Skip site navigation (1) Skip section navigation (2)

Re: New hardware thoughts

From: Dave Cramer <pg(at)fastcrypt(dot)com>
To: Ben Suffolk <ben(at)vanilla(dot)net>
Cc: pgsql-performance(at)postgresql(dot)org
Subject: Re: New hardware thoughts
Date: 2006-10-20 14:58:10
Message-ID: 463B9F43-74FC-4DFE-ABC4-357228901174@fastcrypt.com (view raw or flat)
Thread:
Lists: pgsql-performance
Ben,

On 20-Oct-06, at 3:49 AM, Ben Suffolk wrote:

> Hello all,
>
> I am currently working out the best type of machine for a high  
> volume pgsql database that I going to need for a project. I will be  
> purchasing a new server specifically for the database, and it won't  
> be running any other applications. I will be using FreeBSD 6.1 Stable.
>
> I think it may be beneficial if I give a brief overview of the  
> types of database access. There are several groups of tables and  
> associated accesses to them.
>
> The first can be thought of as users details and configuration  
> tables. They will have low read and write access (say around 10 -  
> 20 a min). SIzed at around 1/2 Million rows.
>
> The second part is logging, this will be used occasionally for  
> reads when reports are run, but I will probably back that off to  
> more aggregated data tables, so can probably think of this as a  
> write only tables. Several table will each have around 200-300  
> inserts a second. The can be archived on a regular basis to keep  
> the size down, may be once a day, or once a week. Not sure yet.
>
> The third part will be transactional and will have around 50  
> transaction a second. A transaction is made up of a query followed  
> by an update, followed by approx 3 inserts. In addition some of  
> these tables will be read out of the transactions at approx once  
> per second.
>
> There will be around 50 simultaneous connections.
>
> I hope that overview is a) enough and b) useful background to this  
> discussion.
>
> I have some thoughts but I need them validating / discussing. If I  
> had the money I could buy the hardware and sped time testing  
> different options, thing is I need to get this pretty much right on  
> the hardware front first time. I'll almost certainly be buying Dell  
> kit, but could go for HP as an alternative.
>
> Processor : I understand that pgsql is not CPU intensive, but that  
> each connection uses its own process. The HW has an option of upto  
> 4 dual core xeon processors. My thoughts would be that more lower  
> spec processors would be better than fewer higher spec ones. But  
> the question is 4 (8 cores) wasted because there will be so much  
> blocking on I/O. Is 2 (4 cores) processors enough. I was thinking 2  
> x 2.6G dual core Xeons would be enough.
>
> Memory : I know this is very important for pgsql, and the more you  
> have the more of the tables can reside in memory. I was thinking of  
> around 8 - 12G, but the machine can hold a lot more.
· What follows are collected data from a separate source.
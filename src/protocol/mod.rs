//! Binary frame protocol
//!
//! This module handles parsing and encoding of the length-prefixed frames
//! exchanged with clients. It is completely independent from other modules
//! (loose coupling).

mod codec;
mod types;

pub use codec::{FrameEncoder, FrameParser};
pub use types::{ProtocolError, Request, Response, Status, HEADER_LEN, MAX_ARGS, MAX_MSG};
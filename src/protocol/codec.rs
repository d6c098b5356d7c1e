//! Length-prefixed frame parser and encoder
//!
//! ```text
//! Frame      := u32_le(len) payload[len]         len <= MAX_MSG
//! ReqPayload := u32_le(argc) (u32_le(len) bytes[len])*
//! RepPayload := u32_le(status) body
//! ```

use super::types::{ProtocolError, Request, Response, Status, HEADER_LEN, MAX_ARGS, MAX_MSG};
use bytes::{Buf, BufMut, Bytes, BytesMut};

/// Frame parser
pub struct FrameParser;

impl FrameParser {
    /// Look at the head of a buffer for a complete frame
    ///
    /// Returns Ok(Some(len)) with the payload length if the whole frame is
    /// buffered, Ok(None) if more data is needed, and an error if the
    /// declared length is over the limit.
    pub fn peek_frame(buf: &[u8]) -> Result<Option<usize>, ProtocolError> {
        if buf.len() < HEADER_LEN {
            return Ok(None);
        }

        let len = (&buf[..HEADER_LEN]).get_u32_le() as usize;
        if len > MAX_MSG {
            return Err(ProtocolError::FrameTooLarge(len));
        }

        if buf.len() < HEADER_LEN + len {
            return Ok(None);
        }

        Ok(Some(len))
    }

    /// Split one complete frame off the front of `buf` and return its payload
    pub fn take_frame(buf: &mut BytesMut) -> Result<Option<Bytes>, ProtocolError> {
        match Self::peek_frame(&buf[..])? {
            Some(len) => {
                buf.advance(HEADER_LEN);
                Ok(Some(buf.split_to(len).freeze()))
            }
            None => Ok(None),
        }
    }

    /// Decode a request payload into its argument vector
    ///
    /// Arguments are zero-copy slices of `payload`.
    pub fn parse_request(payload: &Bytes) -> Result<Request, ProtocolError> {
        let mut cursor = &payload[..];

        if cursor.remaining() < HEADER_LEN {
            return Err(ProtocolError::Truncated);
        }
        let argc = cursor.get_u32_le() as usize;
        if argc > MAX_ARGS {
            return Err(ProtocolError::TooManyArgs(argc));
        }

        let mut args = Vec::with_capacity(argc);
        for _ in 0..argc {
            if cursor.remaining() < HEADER_LEN {
                return Err(ProtocolError::Truncated);
            }
            let len = cursor.get_u32_le() as usize;
            if cursor.remaining() < len {
                return Err(ProtocolError::Truncated);
            }

            let start = payload.len() - cursor.remaining();
            args.push(payload.slice(start..start + len));
            cursor.advance(len);
        }

        if cursor.has_remaining() {
            return Err(ProtocolError::TrailingBytes(cursor.remaining()));
        }

        Ok(Request::new(args))
    }

    /// Decode a reply payload
    pub fn parse_response(payload: &Bytes) -> Result<Response, ProtocolError> {
        if payload.len() < HEADER_LEN {
            return Err(ProtocolError::Truncated);
        }

        let status = Status::try_from((&payload[..HEADER_LEN]).get_u32_le())?;
        Ok(Response {
            status,
            body: payload.slice(HEADER_LEN..),
        })
    }
}

/// Frame encoder
pub struct FrameEncoder;

impl FrameEncoder {
    /// Length of the request payload for `args`
    pub fn request_len(args: &[Bytes]) -> usize {
        HEADER_LEN + args.iter().map(|arg| HEADER_LEN + arg.len()).sum::<usize>()
    }

    /// Encode a request frame into `buf`
    ///
    /// Nothing is written if the frame would break a limit.
    pub fn encode_request(buf: &mut BytesMut, request: &Request) -> Result<(), ProtocolError> {
        if request.args.len() > MAX_ARGS {
            return Err(ProtocolError::TooManyArgs(request.args.len()));
        }

        let len = Self::request_len(&request.args);
        if len > MAX_MSG {
            return Err(ProtocolError::FrameTooLarge(len));
        }

        buf.reserve(HEADER_LEN + len);
        buf.put_u32_le(len as u32);
        buf.put_u32_le(request.args.len() as u32);
        for arg in &request.args {
            buf.put_u32_le(arg.len() as u32);
            buf.put_slice(arg);
        }

        Ok(())
    }

    /// Encode a reply frame into `buf`
    ///
    /// Nothing is written if the frame would break the size limit.
    pub fn encode_response(buf: &mut BytesMut, response: &Response) -> Result<(), ProtocolError> {
        let len = HEADER_LEN + response.body.len();
        if len > MAX_MSG {
            return Err(ProtocolError::FrameTooLarge(len));
        }

        buf.reserve(HEADER_LEN + len);
        buf.put_u32_le(len as u32);
        buf.put_u32_le(response.status.code());
        buf.put_slice(&response.body);

        Ok(())
    }

    /// Encode a request into a fresh buffer
    pub fn request_frame(request: &Request) -> Result<Bytes, ProtocolError> {
        let mut buf = BytesMut::new();
        Self::encode_request(&mut buf, request)?;
        Ok(buf.freeze())
    }
}
//! Progressive-resizing hash index
//!
//! Two table generations exist only while a resize is in flight. Every
//! operation moves a bounded batch of entries from the older generation to
//! the newer one, so growing the table never stalls a single call.

use super::table::{Node, Table};
use super::Hashed;
use std::mem;
use tracing::debug;

/// Capacity of the first allocated table
pub const INITIAL_CAPACITY: usize = 4;

/// Average chain length that triggers a resize
pub const MAX_LOAD_FACTOR: usize = 8;

/// Maximum number of entries moved by one migration step
pub const MIGRATION_QUOTA: usize = 128;

enum State<T> {
    /// One generation; may still be unallocated
    Steady(Table<T>),

    /// Resize in progress: `older` drains into `newer` starting at `cursor`
    Migrating {
        newer: Table<T>,
        older: Table<T>,
        cursor: usize,
    },
}

/// Chained hash index with incremental resizing
pub struct HashIndex<T> {
    state: State<T>,

    /// Entries moved by the most recent migration step
    last_migration_work: usize,
}

impl<T: Hashed> HashIndex<T> {
    pub fn new() -> Self {
        HashIndex {
            state: State::Steady(Table::unallocated()),
            last_migration_work: 0,
        }
    }

    /// Number of live entries across both generations
    pub fn len(&self) -> usize {
        match &self.state {
            State::Steady(table) => table.len(),
            State::Migrating { newer, older, .. } => newer.len() + older.len(),
        }
    }

    pub fn is_empty(&self) -> bool {
        self.len() == 0
    }

    /// Whether an older generation is still being drained
    pub fn is_resizing(&self) -> bool {
        matches!(self.state, State::Migrating { .. })
    }

    /// Bucket count of the generation receiving inserts
    pub fn capacity(&self) -> usize {
        match &self.state {
            State::Steady(table) => table.capacity(),
            State::Migrating { newer, .. } => newer.capacity(),
        }
    }

    /// Entries moved by the most recent operation's migration step
    pub fn last_migration_work(&self) -> usize {
        self.last_migration_work
    }

    /// Insert an entry; duplicates are not checked
    pub fn insert(&mut self, item: T) {
        let node = Box::new(Node { item, next: None });

        match &mut self.state {
            State::Steady(table) => {
                if !table.is_allocated() {
                    *table = Table::with_capacity(INITIAL_CAPACITY);
                }
                table.insert_node(node);

                if table.load_factor() >= MAX_LOAD_FACTOR {
                    self.start_resizing();
                }
            }
            State::Migrating { newer, .. } => newer.insert_node(node),
        }

        self.help_resizing();
    }

    pub fn lookup<F>(&mut self, hash: u64, eq: F) -> Option<&T>
    where
        F: Fn(&T) -> bool,
    {
        self.help_resizing();

        match &self.state {
            State::Steady(table) => table.find(hash, eq),
            State::Migrating { newer, older, .. } => {
                newer.find(hash, &eq).or_else(|| older.find(hash, &eq))
            }
        }
    }

    pub fn lookup_mut<F>(&mut self, hash: u64, eq: F) -> Option<&mut T>
    where
        F: Fn(&T) -> bool,
    {
        self.help_resizing();

        match &mut self.state {
            State::Steady(table) => table.find_mut(hash, eq),
            State::Migrating { newer, older, .. } => {
                match newer.find_mut(hash, &eq) {
                    Some(item) => Some(item),
                    None => older.find_mut(hash, &eq),
                }
            }
        }
    }

    /// Detach the matching entry from whichever generation holds it
    pub fn remove<F>(&mut self, hash: u64, eq: F) -> Option<T>
    where
        F: Fn(&T) -> bool,
    {
        self.help_resizing();

        match &mut self.state {
            State::Steady(table) => table.detach(hash, eq),
            State::Migrating { newer, older, .. } => newer
                .detach(hash, &eq)
                .or_else(|| older.detach(hash, &eq)),
        }
    }

    fn start_resizing(&mut self) {
        let state = mem::replace(&mut self.state, State::Steady(Table::unallocated()));

        self.state = match state {
            State::Steady(older) => {
                let capacity = older.capacity() * 2;
                debug!(
                    "Starting progressive resize: {} entries, {} -> {} buckets",
                    older.len(),
                    older.capacity(),
                    capacity
                );
                State::Migrating {
                    newer: Table::with_capacity(capacity),
                    older,
                    cursor: 0,
                }
            }
            // Only one resize at a time
            migrating => migrating,
        };
    }

    /// Move up to `MIGRATION_QUOTA` entries from the older generation
    fn help_resizing(&mut self) {
        let State::Migrating { newer, older, cursor } = &mut self.state else {
            self.last_migration_work = 0;
            return;
        };

        let mut moved = 0;
        while moved < MIGRATION_QUOTA && older.len() > 0 {
            // Empty buckets are skipped without counting as work
            match older.pop_bucket(*cursor) {
                Some(node) => {
                    newer.insert_node(node);
                    moved += 1;
                }
                None => *cursor += 1,
            }
        }
        self.last_migration_work = moved;

        if older.len() == 0 {
            let newer = mem::replace(newer, Table::unallocated());
            debug!("Progressive resize finished: {} buckets", newer.capacity());
            self.state = State::Steady(newer);
        }
    }

    #[cfg(test)]
    fn is_consistent(&self) -> bool {
        match &self.state {
            State::Steady(table) => table.is_consistent(),
            State::Migrating { newer, older, .. } => {
                newer.is_consistent() && older.is_consistent() && older.len() > 0
            }
        }
    }
}

impl<T: Hashed> Default for HashIndex<T> {
    fn default() -> Self {
        Self::new()
    }
}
Thing is  
> memory is still quite expensive, and so I don't to over spec it if  
> its not going to get used.
>
> Disk : Ok so this is the main bottleneck of the system. And the  
> thing I know least about, so need the most help with. I understand  
> you get good improvements if you keep the transaction log on a  
> different disk from the database, and that raid 5 is not as good as  
> people think unless you have lots of disks.
>
> My option in disks is either 5 x 15K rpm disks or 8 x 10K rpm disks  
> (all SAS), or if I pick a different server I can have 6 x 15K rpm  
> or 8 x 10K rpm (again SAS). In each case controlled by a PERC 5/i  
> (which I think is an LSI Mega Raid SAS 8408E card).
>
You mentioned a "Perc" controller, so I'll assume this is a Dell.

My advice is to find another supplier. check the archives for Dell.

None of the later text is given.